August 27/04 12:58 pm - Olympics: Women's MTB Story

Posted by Editoress on 08/27/04

Gunn-Rita Dahle came into the women's Olympic mountain bike race as the favourite and did not disappoint, although a damaged rear derailleur did give her some anxious moments. Canadian riders fared well, with Marie-Helene Premont taking silver, and Alison Sydor finishing fourth, after spending much of the race in the bronze medal spot before succumbing to the heat and being overtaken by Sabine Spitz in the fourth lap. Canada's third rider, Kiara Bisaro, finished 15th.

The heat was the biggest factor in the race, as it soared past 35C before the start of the race, and was closer to 38 on the climbs. Barbara Blatter (Switzerland), a silver medalist four years ago, dropped out on the second lap due to the heat, according to her trainer. Sydor cramped up with the heat, commenting afterwards "By the second lap I was feeling the effects of the heat. For me it was the biggest challenge, which I knew it would be."

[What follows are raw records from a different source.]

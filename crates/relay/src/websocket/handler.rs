//! WebSocket handler for Axum
//!
//! Handles WebSocket upgrades, optional authentication, and event routing.

use axum::{
    extract::{
        ws::{Message, WebSocket},
        Query, State, WebSocketUpgrade,
    },
    http::StatusCode,
    response::Response,
};
use futures::{stream::StreamExt, SinkExt};
use serde::Deserialize;
use std::sync::Arc;
use tokio::sync::mpsc;

use livedesk_shared::{AgentRole, SenderType};

use crate::state::AppState;

use super::{
    connection::{Connection, OUTBOUND_BUFFER},
    events::{ClientEvent, ServerEvent},
};

#[derive(Debug, Deserialize)]
pub struct WebSocketQuery {
    /// Optional credential: agents authenticate at upgrade time, the
    /// customer widget attaches anonymously.
    token: Option<String>,
}

/// WebSocket handler - upgrades HTTP connection to WebSocket.
/// Anonymous connections are allowed; a supplied token must verify.
pub async fn ws_handler(
    ws: WebSocketUpgrade,
    State(app_state): State<AppState>,
    Query(params): Query<WebSocketQuery>,
) -> Result<Response, StatusCode> {
    let identity = match params.token.as_deref() {
        Some(token) => match app_state.jwt_manager.verify_credential(token) {
            Some(identity) => Some(identity),
            None => {
                tracing::warn!("WebSocket auth failed: invalid token");
                return Err(StatusCode::UNAUTHORIZED);
            }
        },
        None => None,
    };

    tracing::info!(
        authenticated = identity.is_some(),
        "WebSocket connection upgrade requested"
    );

    Ok(ws.on_upgrade(move |socket| handle_socket(socket, identity, app_state)))
}

/// Handle individual WebSocket connection
async fn handle_socket(
    socket: WebSocket,
    identity: Option<livedesk_shared::Identity>,
    app_state: AppState,
) {
    let (mut sender, mut receiver) = socket.split();

    // Bounded channel for events to this connection; the broadcaster drops
    // rather than blocks when the buffer is full.
    let (tx, mut rx) = mpsc::channel::<ServerEvent>(OUTBOUND_BUFFER);

    let conn = Connection::new(identity, tx);
    let ws_state = app_state.ws_state.clone();
    let conn = ws_state.add_connection(conn).await;
    let session_id = conn.session_id;

    // Send connection acknowledgment
    let _ = conn.send(ServerEvent::Connected { session_id });

    // Spawn task to forward events to the client
    let send_task = tokio::spawn(async move {
        while let Some(event) = rx.recv().await {
            match serde_json::to_string(&event) {
                Ok(json) => {
                    if sender.send(Message::Text(json)).await.is_err() {
                        break; // Connection closed
                    }
                }
                Err(e) => {
                    tracing::error!(error = ?e, "Failed to serialize WebSocket event");
                }
            }
        }
    });

    // Handle incoming messages
    while let Some(msg) = receiver.next().await {
        if let Ok(msg) = msg {
            match msg {
                Message::Text(text) => match serde_json::from_str::<ClientEvent>(&text) {
                    Ok(event) => {
                        handle_client_event(event, Arc::clone(&conn), &app_state).await;
                    }
                    Err(e) => {
                        tracing::warn!(
                            error = ?e,
                            message = %text,
                            "Failed to parse client event"
                        );
                        let _ = conn.send(ServerEvent::Error {
                            message: "Invalid event format".to_string(),
                        });
                    }
                },
                Message::Close(_) => {
                    tracing::info!(session_id = %session_id, "WebSocket close frame received");
                    break;
                }
                Message::Ping(_) | Message::Pong(_) => {
                    // Axum handles ping/pong automatically
                }
                _ => {} // Ignore binary messages
            }
        }
    }

    // Cleanup on disconnect: registry removal also clears room memberships
    // and typing timers before returning.
    tracing::info!(session_id = %session_id, "WebSocket connection closing");
    ws_state.remove_connection(&session_id).await;

    send_task.abort();
}

/// Handle client event
async fn handle_client_event(event: ClientEvent, conn: Arc<Connection>, app_state: &AppState) {
    use ClientEvent::*;

    let ws_state = &app_state.ws_state;

    match event {
        Authenticate { token } => {
            match ws_state
                .authenticate(&conn.session_id, &app_state.jwt_manager, &token)
                .await
            {
                Some(identity) => {
                    let _ = conn.send(ServerEvent::Authenticated { identity });
                }
                None => {
                    let _ = conn.send(ServerEvent::Error {
                        message: "Invalid credential".to_string(),
                    });
                }
            }
        }

        JoinChat { chat_id } => {
            conn.subscribe(chat_id).await;
            ws_state.rooms.join(chat_id, Arc::clone(&conn)).await;
        }

        LeaveChat { chat_id } => {
            conn.unsubscribe(chat_id).await;
            ws_state.rooms.leave(&chat_id, &conn.session_id).await;
        }

        SendMessage {
            chat_id,
            content,
            sender_type,
            sender_ref,
            sender_name,
        } => {
            // System messages are platform-authored only; agent messages
            // carry the verified identity, not client-supplied fields.
            let (sender_ref, sender_name) = match sender_type {
                SenderType::System => {
                    let _ = conn.send(ServerEvent::Error {
                        message: "Clients cannot send system messages".to_string(),
                    });
                    return;
                }
                SenderType::Agent => match conn.identity().await {
                    Some(identity)
                        if matches!(identity.role, AgentRole::Agent | AgentRole::Admin) =>
                    {
                        (identity.id.to_string(), identity.name)
                    }
                    _ => {
                        let _ = conn.send(ServerEvent::Error {
                            message: "Authentication required to send as agent".to_string(),
                        });
                        return;
                    }
                },
                SenderType::Customer => (sender_ref, sender_name),
            };

            if let Err(e) = app_state
                .relay
                .send(chat_id, sender_type, sender_ref, sender_name, content)
                .await
            {
                tracing::debug!(
                    chat_id = %chat_id,
                    session_id = %conn.session_id,
                    error = %e,
                    "Message rejected"
                );
                let _ = conn.send(ServerEvent::Error {
                    message: e.to_string(),
                });
            }
        }

        Typing { chat_id, user_name } => {
            ws_state
                .typing
                .notify_typing(chat_id, conn.session_id, user_name)
                .await;
        }

        StopTyping { chat_id } => {
            ws_state
                .typing
                .notify_stop_typing(chat_id, conn.session_id)
                .await;
        }

        Ping => {
            let _ = conn.send(ServerEvent::Pong);
        }
    }
}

Sydor and Premont took the lead through the start loop with Dahle in third. As the riders began the first lap, Dahle moved into the lead, a lead that she would never relinquish. Up the first climb Premont was within sight of the Norwegian, with Sydor just 10 seconds behind. Behind them a gap was already opening up to the next group containing Maja Wloszczowska (Poland), Jimena Florit (Argentina), Blatter and Spitz. Paola Pezzo, the defending two time champion, dropped out on the second lap, telling Italian television that it was an ongoing back problem which was giving her grief.

"My race plan was to ride my own race, avoid falling and not dehydrate. So I decided not to stay with her (Dahle), otherwise I could crash, and possibly not finish." explained Premont.

Dahle's lead was 40 seconds by the middle of the second lap, with Sydor another minute back, and Spitz steadily moving up to 30 seconds behind Sydor. By the end of the lap the gap was over a minute, but Sydor and Spitz were maintaining their respective gaps to each other.

It was on the next lap that things begin to get interesting. Dahle smacked her rear derailleur on a rock, and it was not shifting properly, jamming and jumping off cogs. Sydor was fading, with world champion Spitz only 20 seconds back. By the end of the lap Premont was less than a minute behind Dahle, who had to stop more than once to unjam her chain.

On the next lap Spitz caught Sydor. "At the beginning there was a gap with Gunn-Rita, Marie-Helene and Alison, but I just decided to go at my own speed and stay comfortable so I could increase at the end. In the fourth lap, when I saw Alison, I could see that she was spinning not that easy, so I saw it was my chance to catch her. I just kept my speed and at the second feed I caught up." Spitz would gradually pull away from Sydor to take the final medal spot.


Gunn-Rita Dahle

On winning the Olympic gold: "It is an incredible day for me. Even though I have been winning a lot this year, this is still an incredible moment. For now I just want to enjoy the medal with my husband and with mountain bike enthusiasts in the whole world. This moment has been a dream in the back of my head over the last years and months. For a long time I have been thinking about it, but it is a moment I will keep for the rest of my life. I wish I could describe it to you, but I cannot."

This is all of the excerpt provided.